- [YOUR ASSIGNMENT] Write out all of the entries below word for word.

- [THE INPUT]
--------------------------------

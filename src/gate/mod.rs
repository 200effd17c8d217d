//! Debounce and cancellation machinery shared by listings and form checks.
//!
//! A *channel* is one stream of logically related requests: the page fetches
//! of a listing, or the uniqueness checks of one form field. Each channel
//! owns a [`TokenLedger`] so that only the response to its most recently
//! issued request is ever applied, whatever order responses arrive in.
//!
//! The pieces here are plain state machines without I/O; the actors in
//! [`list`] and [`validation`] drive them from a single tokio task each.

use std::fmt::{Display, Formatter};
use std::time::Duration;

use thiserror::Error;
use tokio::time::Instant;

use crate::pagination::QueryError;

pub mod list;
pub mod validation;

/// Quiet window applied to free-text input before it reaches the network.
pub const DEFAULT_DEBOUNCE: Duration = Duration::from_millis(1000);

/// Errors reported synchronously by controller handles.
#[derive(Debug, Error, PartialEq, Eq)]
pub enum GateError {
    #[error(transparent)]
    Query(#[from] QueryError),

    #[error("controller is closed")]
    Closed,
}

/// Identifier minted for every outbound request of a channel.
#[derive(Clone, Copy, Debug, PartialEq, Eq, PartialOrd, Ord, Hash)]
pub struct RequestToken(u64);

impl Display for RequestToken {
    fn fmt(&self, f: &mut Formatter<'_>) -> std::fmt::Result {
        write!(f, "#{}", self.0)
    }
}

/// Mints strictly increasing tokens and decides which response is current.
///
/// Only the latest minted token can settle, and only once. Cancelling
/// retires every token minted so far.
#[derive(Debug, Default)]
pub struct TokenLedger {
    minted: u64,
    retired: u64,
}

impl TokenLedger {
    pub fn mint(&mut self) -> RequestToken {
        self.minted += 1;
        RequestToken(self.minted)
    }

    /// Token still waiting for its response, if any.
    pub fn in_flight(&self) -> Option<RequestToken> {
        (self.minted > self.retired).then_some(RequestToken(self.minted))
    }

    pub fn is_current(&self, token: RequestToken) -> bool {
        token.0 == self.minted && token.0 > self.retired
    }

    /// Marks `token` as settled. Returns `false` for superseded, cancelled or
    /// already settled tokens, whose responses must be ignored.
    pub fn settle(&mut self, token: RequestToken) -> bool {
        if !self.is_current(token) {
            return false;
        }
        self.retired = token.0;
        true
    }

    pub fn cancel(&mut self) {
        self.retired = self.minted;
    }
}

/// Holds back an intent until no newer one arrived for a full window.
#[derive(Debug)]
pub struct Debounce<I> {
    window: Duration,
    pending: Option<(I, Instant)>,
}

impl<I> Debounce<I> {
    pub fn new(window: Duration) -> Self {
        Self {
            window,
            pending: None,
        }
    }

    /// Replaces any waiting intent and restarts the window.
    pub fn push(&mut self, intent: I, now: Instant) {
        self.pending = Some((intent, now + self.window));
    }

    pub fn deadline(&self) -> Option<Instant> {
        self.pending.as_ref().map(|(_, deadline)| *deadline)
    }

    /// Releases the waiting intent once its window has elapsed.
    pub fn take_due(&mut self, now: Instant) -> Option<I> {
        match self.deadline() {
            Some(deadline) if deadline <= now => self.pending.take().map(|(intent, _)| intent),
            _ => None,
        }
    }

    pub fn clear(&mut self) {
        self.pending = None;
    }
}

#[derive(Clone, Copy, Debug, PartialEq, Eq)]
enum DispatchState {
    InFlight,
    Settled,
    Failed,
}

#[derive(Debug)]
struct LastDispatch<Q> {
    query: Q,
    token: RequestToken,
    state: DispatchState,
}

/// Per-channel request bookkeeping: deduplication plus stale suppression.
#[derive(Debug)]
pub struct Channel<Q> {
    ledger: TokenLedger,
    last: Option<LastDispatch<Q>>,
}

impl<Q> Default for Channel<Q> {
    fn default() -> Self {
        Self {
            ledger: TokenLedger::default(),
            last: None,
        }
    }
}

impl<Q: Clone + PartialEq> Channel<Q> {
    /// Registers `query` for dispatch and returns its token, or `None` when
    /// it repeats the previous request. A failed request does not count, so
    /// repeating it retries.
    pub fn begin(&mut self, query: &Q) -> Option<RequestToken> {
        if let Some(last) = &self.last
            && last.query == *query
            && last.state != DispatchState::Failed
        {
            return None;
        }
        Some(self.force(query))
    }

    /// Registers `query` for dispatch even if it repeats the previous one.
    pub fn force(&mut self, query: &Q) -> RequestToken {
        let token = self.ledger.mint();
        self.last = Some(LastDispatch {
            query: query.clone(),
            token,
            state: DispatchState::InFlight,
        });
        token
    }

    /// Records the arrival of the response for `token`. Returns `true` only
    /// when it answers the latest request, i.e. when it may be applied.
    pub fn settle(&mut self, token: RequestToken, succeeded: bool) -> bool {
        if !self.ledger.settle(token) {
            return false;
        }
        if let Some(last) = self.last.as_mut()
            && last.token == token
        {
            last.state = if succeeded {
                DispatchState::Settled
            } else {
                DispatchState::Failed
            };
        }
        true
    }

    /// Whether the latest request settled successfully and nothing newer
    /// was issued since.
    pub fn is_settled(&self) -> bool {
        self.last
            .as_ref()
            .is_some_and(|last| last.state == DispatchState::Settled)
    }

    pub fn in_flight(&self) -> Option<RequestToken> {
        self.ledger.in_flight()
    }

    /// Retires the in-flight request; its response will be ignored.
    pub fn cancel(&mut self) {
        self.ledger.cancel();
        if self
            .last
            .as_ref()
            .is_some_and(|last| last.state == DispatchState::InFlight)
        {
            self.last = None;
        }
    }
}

--------------------------------

- [OUTPUT OF THE TASK]
filename src/gate/mod.rs
repository 200effd17c8d217d
//! Debounce and cancellation machinery shared by listings and form checks.
//!
//! A *channel* is one stream of logically related requests: the page fetches
//! of a listing, or the uniqueness checks of one form field. Each channel
//! owns a [`TokenLedger`] so that only the response to its most recently
//! issued request is ever applied, whatever order responses arrive in.
//!
//! The pieces here are plain state machines without I/O; the actors in
//! [`list`] and [`validation`] drive them from a single tokio task each.

use std::fmt::{Display, Formatter};
use std::time::Duration;

use thiserror::Error;
use tokio::time::Instant;

use crate::pagination::QueryError;

pub mod list;
pub mod validation;

/// Quiet window applied to free-text input before it reaches the network.
pub const DEFAULT_DEBOUNCE: Duration = Duration::from_millis(1000);

/// Errors reported synchronously by controller handles.
#[derive(Debug, Error, PartialEq, Eq)]
pub enum GateError {
    #[error(transparent)]
    Query(#[from] QueryError),

    #[error("controller is closed")]
    Closed,
}

/// Identifier minted for every outbound request of a channel.
#[derive(Clone, Copy, Debug, PartialEq, Eq, PartialOrd, Ord, Hash)]
pub struct RequestToken(u64);

impl Display for RequestToken {
    fn fmt(&self, f: &mut Formatter<'_>) -> std::fmt::Result {
        write!(f, "#{}", self.0)
    }
}

/// Mints strictly increasing tokens and decides which response is current.
///
/// Only the latest minted token can settle, and only once. Cancelling
/// retires every token minted so far.
#[derive(Debug, Default)]
pub struct TokenLedger {
    minted: u64,
    retired: u64,
}

impl TokenLedger {
    pub fn mint(&mut self) -> RequestToken {
        self.minted += 1;
        RequestToken(self.minted)
    }

    /// Token still waiting for its response, if any.
    pub fn in_flight(&self) -> Option<RequestToken> {
        (self.minted > self.retired).then_some(RequestToken(self.minted))
    }

    pub fn is_current(&self, token: RequestToken) -> bool {
        token.0 == self.minted && token.0 > self.retired
    }

    /// Marks `token` as settled. Returns `false` for superseded, cancelled or
    /// already settled tokens, whose responses must be ignored.
    pub fn settle(&mut self, token: RequestToken) -> bool {
        if !self.is_current(token) {
            return false;
        }
        self.retired = token.0;
        true
    }

    pub fn cancel(&mut self) {
        self.retired = self.minted;
    }
}

/// Holds back an intent until no newer one arrived for a full window.
#[derive(Debug)]
pub struct Debounce<I> {
    window: Duration,
    pending: Option<(I, Instant)>,
}

impl<I> Debounce<I> {
    pub fn new(window: Duration) -> Self {
        Self {
            window,
            pending: None,
        }
    }

    /// Replaces any waiting intent and restarts the window.
    pub fn push(&mut self, intent: I, now: Instant) {
        self.pending = Some((intent, now + self.window));
    }

    pub fn deadline(&self) -> Option<Instant> {
        self.pending.as_ref().map(|(_, deadline)| *deadline)
    }

    /// Releases the waiting intent once its window has elapsed.
    pub fn take_due(&mut self, now: Instant) -> Option<I> {
        match self.deadline() {
            Some(deadline) if deadline <= now => self.pending.take().map(|(intent, _)| intent),
            _ => None,
        }
    }

    pub fn clear(&mut self) {
        self.pending = None;
    }
}

#[derive(Clone, Copy, Debug, PartialEq, Eq)]
enum DispatchState {
    InFlight,
    Settled,
    Failed,
}

#[derive(Debug)]
struct LastDispatch<Q> {
    query: Q,
    token: RequestToken,
    state: DispatchState,
}

/// Per-channel request bookkeeping: deduplication plus stale suppression.
#[derive(Debug)]
pub struct Channel<Q> {
    ledger: TokenLedger,
    last: Option<LastDispatch<Q>>,
}

impl<Q> Default for Channel<Q> {
    fn default() -> Self {
        Self {
            ledger: TokenLedger::default(),
            last: None,
        }
    }
}

impl<Q: Clone + PartialEq> Channel<Q> {
    /// Registers `query` for dispatch and returns its token, or `None` when
    /// it repeats the previous request. A failed request does not count, so
    /// repeating it retries.
    pub fn begin(&mut self, query: &Q) -> Option<RequestToken> {
        if let Some(last) = &self.last
            && last.query == *query
            && last.state != DispatchState::Failed
        {
            return None;
        }
        Some(self.force(query))
    }

    /// Registers `query` for dispatch even if it repeats the previous one.
    pub fn force(&mut self, query: &Q) -> RequestToken {
        let token = self.ledger.mint();
        self.last = Some(LastDispatch {
            query: query.clone(),
            token,
            state: DispatchState::InFlight,
        });
        token
    }

    /// Records the arrival of the response for `token`. Returns `true` only
    /// when it answers the latest request, i.e. when it may be applied.
    pub fn settle(&mut self, token: RequestToken, succeeded: bool) -> bool {
        if !self.ledger.settle(token) {
            return false;
        }
        if let Some(last) = self.last.as_mut()
            && last.token == token
        {
            last.state = if succeeded {
                DispatchState::Settled
            } else {
                DispatchState::Failed
            };
        }
        true
    }

    /// Whether the latest request settled successfully and nothing newer
    /// was issued since.
    pub fn is_settled(&self) -> bool {
        self.last
            .as_ref()
            .is_some_and(|last| last.state == DispatchState::Settled)
    }

    pub fn in_flight(&self) -> Option<RequestToken> {
        self.ledger.in_flight()
    }

    /// Retires the in-flight request; its response will be ignored.
    pub fn cancel(&mut self) {
        self.ledger.cancel();
        if self
            .last
            .as_ref()
            .is_some_and(|last| last.state == DispatchState::InFlight)
        {
            self.last = None;
        }
    }
}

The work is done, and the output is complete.